# GIVEN DATA:
##########

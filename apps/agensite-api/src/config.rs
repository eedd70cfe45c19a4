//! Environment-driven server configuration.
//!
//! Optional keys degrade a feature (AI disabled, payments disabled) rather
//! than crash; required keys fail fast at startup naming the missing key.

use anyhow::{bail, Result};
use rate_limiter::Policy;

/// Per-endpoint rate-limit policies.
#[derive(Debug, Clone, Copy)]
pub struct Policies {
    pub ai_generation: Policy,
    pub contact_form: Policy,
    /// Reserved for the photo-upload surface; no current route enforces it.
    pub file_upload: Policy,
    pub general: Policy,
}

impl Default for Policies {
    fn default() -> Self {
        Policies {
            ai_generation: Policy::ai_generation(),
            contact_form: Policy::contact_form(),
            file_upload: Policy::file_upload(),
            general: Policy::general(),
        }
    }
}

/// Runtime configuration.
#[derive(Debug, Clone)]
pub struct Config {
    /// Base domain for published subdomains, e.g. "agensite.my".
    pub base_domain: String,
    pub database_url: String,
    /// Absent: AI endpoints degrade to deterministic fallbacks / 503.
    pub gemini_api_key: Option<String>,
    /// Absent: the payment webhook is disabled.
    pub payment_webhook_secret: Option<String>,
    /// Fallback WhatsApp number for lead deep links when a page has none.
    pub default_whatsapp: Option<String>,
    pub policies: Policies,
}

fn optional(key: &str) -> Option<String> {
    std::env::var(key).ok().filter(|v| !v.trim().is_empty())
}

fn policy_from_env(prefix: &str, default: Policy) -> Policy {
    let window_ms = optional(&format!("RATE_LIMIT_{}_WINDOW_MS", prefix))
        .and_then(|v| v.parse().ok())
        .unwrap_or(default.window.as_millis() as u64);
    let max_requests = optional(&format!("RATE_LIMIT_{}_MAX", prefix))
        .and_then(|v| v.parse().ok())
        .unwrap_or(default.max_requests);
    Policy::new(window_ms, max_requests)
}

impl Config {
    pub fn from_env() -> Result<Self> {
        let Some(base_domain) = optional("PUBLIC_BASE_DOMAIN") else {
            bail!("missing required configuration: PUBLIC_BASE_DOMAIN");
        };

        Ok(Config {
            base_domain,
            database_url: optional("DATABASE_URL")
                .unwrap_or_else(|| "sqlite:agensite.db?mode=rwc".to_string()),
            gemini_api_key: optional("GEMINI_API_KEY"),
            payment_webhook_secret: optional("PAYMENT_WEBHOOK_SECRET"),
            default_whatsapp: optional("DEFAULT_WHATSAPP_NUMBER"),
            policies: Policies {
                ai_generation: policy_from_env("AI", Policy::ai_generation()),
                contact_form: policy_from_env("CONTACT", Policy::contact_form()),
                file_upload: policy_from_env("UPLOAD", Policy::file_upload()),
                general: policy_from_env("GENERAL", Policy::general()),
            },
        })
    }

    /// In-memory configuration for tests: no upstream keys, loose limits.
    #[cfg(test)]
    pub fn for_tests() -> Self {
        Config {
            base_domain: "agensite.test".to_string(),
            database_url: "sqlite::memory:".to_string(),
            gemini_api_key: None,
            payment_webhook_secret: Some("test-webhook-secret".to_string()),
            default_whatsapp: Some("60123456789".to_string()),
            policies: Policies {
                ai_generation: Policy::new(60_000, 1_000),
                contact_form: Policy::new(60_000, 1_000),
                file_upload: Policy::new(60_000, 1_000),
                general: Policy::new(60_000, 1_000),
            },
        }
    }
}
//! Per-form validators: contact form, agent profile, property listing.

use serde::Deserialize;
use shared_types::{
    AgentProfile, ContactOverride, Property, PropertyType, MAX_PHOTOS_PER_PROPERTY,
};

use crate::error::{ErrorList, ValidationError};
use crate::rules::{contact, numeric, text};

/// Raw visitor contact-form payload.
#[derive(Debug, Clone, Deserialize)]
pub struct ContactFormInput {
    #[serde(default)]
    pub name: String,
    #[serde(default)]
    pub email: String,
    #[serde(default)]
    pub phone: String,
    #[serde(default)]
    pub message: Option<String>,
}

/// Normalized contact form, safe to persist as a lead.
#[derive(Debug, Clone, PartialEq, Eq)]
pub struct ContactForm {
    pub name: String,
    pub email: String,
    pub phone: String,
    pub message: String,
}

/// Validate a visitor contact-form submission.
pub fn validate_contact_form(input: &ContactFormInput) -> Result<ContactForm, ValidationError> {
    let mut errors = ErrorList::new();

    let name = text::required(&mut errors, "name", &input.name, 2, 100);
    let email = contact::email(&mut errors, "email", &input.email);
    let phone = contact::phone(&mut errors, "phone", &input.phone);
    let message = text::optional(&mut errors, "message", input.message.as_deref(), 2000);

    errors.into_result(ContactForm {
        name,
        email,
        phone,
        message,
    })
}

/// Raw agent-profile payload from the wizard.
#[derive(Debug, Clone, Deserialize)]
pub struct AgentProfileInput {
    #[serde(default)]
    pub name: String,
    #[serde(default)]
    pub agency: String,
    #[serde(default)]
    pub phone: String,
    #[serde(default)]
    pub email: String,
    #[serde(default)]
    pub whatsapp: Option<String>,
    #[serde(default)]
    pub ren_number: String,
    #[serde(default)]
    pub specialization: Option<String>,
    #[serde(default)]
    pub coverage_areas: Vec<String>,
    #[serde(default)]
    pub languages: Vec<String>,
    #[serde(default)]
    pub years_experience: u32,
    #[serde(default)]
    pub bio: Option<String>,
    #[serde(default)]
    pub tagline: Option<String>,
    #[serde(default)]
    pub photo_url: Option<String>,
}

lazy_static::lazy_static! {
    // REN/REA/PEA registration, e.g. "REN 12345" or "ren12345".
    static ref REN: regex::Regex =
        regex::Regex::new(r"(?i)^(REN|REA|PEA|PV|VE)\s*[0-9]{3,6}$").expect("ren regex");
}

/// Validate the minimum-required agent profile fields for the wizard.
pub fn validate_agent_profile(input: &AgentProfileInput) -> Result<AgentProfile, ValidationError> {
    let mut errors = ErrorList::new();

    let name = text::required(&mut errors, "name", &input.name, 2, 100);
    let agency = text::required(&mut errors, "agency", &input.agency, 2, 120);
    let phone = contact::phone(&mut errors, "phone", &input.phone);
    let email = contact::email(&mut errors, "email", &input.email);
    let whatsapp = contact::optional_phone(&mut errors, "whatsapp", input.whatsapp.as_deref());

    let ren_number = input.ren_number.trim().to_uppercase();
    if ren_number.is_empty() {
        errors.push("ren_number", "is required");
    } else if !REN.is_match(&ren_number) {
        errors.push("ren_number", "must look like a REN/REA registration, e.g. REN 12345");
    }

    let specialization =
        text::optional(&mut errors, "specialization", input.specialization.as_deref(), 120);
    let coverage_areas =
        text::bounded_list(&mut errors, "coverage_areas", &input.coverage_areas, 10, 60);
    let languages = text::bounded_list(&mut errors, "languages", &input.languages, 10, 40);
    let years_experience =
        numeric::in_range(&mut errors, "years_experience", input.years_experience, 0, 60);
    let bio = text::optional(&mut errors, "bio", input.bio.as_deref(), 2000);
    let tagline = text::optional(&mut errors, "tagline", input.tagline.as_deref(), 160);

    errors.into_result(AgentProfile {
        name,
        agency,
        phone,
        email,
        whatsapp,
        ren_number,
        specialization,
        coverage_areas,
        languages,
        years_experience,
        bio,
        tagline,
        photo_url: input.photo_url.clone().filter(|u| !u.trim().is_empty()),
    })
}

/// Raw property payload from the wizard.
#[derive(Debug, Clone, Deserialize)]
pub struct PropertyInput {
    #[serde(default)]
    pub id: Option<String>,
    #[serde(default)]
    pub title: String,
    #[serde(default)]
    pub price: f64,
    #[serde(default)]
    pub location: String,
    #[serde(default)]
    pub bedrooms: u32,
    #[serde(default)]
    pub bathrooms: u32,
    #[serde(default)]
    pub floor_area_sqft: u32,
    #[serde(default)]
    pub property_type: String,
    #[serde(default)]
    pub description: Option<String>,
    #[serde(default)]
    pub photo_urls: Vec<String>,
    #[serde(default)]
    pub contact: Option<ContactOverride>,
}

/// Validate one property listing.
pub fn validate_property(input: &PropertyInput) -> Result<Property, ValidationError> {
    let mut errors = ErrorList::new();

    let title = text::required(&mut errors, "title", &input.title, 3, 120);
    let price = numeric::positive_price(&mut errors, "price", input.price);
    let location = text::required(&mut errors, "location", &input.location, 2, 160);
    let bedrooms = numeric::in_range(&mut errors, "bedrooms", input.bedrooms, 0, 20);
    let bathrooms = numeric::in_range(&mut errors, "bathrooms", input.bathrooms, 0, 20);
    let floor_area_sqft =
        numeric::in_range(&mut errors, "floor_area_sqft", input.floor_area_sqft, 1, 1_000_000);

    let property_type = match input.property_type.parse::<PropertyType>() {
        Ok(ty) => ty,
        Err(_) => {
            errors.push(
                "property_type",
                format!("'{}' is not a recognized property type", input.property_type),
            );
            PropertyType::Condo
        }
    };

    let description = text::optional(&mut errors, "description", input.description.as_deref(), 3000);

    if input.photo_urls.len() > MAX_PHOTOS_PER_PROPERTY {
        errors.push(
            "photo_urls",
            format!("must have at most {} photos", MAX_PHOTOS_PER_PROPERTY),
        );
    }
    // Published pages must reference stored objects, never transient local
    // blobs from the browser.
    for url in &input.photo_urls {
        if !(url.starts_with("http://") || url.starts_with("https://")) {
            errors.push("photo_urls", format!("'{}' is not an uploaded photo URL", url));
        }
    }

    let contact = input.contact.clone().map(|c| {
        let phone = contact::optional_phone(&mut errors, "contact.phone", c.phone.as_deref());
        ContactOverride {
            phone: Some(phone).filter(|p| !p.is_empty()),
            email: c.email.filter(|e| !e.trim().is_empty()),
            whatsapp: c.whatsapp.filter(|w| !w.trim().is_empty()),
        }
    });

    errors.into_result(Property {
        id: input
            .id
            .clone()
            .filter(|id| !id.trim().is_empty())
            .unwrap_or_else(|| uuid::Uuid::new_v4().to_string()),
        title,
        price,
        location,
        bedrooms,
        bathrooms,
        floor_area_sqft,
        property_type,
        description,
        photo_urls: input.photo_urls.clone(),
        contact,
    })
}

##########

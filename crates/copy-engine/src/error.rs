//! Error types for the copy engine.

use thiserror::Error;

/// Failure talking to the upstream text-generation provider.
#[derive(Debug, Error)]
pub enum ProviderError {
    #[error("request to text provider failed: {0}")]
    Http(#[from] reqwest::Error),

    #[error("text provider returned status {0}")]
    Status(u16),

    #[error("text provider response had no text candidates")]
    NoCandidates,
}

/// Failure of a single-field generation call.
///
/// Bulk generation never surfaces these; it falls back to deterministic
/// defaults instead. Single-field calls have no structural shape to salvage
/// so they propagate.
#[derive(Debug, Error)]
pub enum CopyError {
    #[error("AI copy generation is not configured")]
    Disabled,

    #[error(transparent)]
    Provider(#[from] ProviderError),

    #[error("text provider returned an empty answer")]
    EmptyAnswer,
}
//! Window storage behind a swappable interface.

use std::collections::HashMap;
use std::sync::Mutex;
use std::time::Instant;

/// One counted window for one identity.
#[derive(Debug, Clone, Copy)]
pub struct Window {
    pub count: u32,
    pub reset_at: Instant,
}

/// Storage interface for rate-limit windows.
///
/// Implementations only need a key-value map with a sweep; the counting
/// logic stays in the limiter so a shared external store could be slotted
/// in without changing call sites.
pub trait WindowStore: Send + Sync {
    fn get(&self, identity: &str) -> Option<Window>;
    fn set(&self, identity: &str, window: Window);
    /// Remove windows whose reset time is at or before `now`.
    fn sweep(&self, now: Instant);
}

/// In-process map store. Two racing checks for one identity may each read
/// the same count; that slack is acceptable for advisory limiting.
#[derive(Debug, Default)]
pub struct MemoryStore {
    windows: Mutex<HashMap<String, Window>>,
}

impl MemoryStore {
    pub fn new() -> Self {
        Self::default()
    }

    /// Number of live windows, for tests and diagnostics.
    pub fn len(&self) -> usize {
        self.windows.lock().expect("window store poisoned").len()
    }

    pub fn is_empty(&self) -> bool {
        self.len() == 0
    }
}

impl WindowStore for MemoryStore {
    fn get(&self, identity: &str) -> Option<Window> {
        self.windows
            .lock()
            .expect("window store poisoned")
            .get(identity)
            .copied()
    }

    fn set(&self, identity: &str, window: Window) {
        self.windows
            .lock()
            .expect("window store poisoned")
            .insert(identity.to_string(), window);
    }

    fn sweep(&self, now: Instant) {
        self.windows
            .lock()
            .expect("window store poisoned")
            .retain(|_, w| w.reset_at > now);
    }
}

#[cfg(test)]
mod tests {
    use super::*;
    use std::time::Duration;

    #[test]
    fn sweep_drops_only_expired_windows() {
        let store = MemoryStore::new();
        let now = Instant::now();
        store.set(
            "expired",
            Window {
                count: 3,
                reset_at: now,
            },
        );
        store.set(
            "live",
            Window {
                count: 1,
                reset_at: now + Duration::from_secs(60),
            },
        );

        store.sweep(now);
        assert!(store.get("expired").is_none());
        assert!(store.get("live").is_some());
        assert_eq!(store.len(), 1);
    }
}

##########

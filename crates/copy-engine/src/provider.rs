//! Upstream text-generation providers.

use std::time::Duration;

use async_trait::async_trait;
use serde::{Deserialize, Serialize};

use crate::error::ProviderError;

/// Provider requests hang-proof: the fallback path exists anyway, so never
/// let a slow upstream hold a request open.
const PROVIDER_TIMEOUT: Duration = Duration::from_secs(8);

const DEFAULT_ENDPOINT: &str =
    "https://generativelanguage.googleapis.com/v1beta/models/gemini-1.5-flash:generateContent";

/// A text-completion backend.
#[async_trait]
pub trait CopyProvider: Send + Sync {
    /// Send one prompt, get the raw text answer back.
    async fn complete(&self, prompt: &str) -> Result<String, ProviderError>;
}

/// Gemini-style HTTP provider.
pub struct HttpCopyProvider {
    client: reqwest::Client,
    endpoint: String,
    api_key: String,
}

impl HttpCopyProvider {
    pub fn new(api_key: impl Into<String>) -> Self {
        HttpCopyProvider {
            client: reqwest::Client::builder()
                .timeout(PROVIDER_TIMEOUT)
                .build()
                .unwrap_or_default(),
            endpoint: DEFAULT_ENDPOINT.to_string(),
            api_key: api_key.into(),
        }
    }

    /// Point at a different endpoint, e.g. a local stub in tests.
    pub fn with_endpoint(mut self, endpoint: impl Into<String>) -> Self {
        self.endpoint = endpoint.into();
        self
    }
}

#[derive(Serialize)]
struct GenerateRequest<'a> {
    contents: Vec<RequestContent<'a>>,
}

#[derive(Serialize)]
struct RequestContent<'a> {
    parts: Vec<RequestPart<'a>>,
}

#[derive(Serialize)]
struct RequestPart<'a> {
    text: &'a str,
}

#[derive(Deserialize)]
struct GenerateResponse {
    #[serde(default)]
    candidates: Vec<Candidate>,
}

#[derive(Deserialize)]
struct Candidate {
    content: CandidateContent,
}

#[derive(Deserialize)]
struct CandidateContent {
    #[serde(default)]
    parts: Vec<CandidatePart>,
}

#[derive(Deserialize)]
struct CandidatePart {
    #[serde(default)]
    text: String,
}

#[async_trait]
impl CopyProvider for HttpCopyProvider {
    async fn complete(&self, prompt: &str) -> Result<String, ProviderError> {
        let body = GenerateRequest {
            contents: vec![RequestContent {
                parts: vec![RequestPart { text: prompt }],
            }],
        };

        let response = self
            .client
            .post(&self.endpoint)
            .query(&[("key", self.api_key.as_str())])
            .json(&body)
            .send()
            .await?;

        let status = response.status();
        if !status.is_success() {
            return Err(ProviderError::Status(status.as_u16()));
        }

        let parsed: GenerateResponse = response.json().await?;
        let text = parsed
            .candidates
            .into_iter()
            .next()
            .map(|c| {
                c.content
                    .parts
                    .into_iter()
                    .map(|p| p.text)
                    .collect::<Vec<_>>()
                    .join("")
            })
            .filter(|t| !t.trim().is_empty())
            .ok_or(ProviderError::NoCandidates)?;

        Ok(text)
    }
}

##########

# EXERCISE DESCRIPTION:
There is a run of lines above from the one with "impl WindowStore for" to the one with "store.sweep(now);"; print exactly that run, both ends included, and nothing else.

# REPLY TO THE TASK:
impl WindowStore for MemoryStore {
    fn get(&self, identity: &str) -> Option<Window> {
        self.windows
            .lock()
            .expect("window store poisoned")
            .get(identity)
            .copied()
    }

    fn set(&self, identity: &str, window: Window) {
        self.windows
            .lock()
            .expect("window store poisoned")
            .insert(identity.to_string(), window);
    }

    fn sweep(&self, now: Instant) {
        self.windows
            .lock()
            .expect("window store poisoned")
            .retain(|_, w| w.reset_at > now);
    }
}

#[cfg(test)]
mod tests {
    use super::*;
    use std::time::Duration;

    #[test]
    fn sweep_drops_only_expired_windows() {
        let store = MemoryStore::new();
        let now = Instant::now();
        store.set(
            "expired",
            Window {
                count: 3,
                reset_at: now,
            },
        );
        store.set(
            "live",
            Window {
                count: 1,
                reset_at: now + Duration::from_secs(60),
            },
        );

        store.sweep(now);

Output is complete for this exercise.